Records:
▬▬▬▬▬▬▬▬▬▬
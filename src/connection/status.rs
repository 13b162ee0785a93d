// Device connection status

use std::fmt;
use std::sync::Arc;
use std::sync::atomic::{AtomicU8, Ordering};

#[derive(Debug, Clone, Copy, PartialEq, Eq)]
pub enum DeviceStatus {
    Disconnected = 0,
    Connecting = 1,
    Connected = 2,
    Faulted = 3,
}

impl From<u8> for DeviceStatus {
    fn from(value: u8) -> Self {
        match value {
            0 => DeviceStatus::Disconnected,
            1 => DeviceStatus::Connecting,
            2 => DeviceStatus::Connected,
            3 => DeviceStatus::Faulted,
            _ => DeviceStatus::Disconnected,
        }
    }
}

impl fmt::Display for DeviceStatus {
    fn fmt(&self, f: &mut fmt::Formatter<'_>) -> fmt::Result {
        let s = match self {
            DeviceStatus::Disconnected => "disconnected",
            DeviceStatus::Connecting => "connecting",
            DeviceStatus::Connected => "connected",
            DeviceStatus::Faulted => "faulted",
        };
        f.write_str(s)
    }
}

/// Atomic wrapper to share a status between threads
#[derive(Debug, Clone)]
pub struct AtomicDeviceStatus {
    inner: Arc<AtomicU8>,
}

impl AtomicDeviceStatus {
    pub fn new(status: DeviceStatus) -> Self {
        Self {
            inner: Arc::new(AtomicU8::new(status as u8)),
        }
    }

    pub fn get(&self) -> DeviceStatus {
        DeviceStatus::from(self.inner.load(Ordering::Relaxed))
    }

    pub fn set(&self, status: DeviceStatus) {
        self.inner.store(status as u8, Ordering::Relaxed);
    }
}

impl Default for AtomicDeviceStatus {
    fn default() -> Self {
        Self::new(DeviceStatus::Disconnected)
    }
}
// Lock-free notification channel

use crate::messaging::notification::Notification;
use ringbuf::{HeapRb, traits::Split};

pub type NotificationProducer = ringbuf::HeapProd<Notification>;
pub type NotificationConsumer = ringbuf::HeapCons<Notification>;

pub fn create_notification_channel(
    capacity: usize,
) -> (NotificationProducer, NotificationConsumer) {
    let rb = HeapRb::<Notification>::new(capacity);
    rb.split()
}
▬▬▬▬▬▬▬▬▬▬
Exercise aim:
Answer with a single number: how many lines above hold the word "HeapRb"?

Answer to this task:
2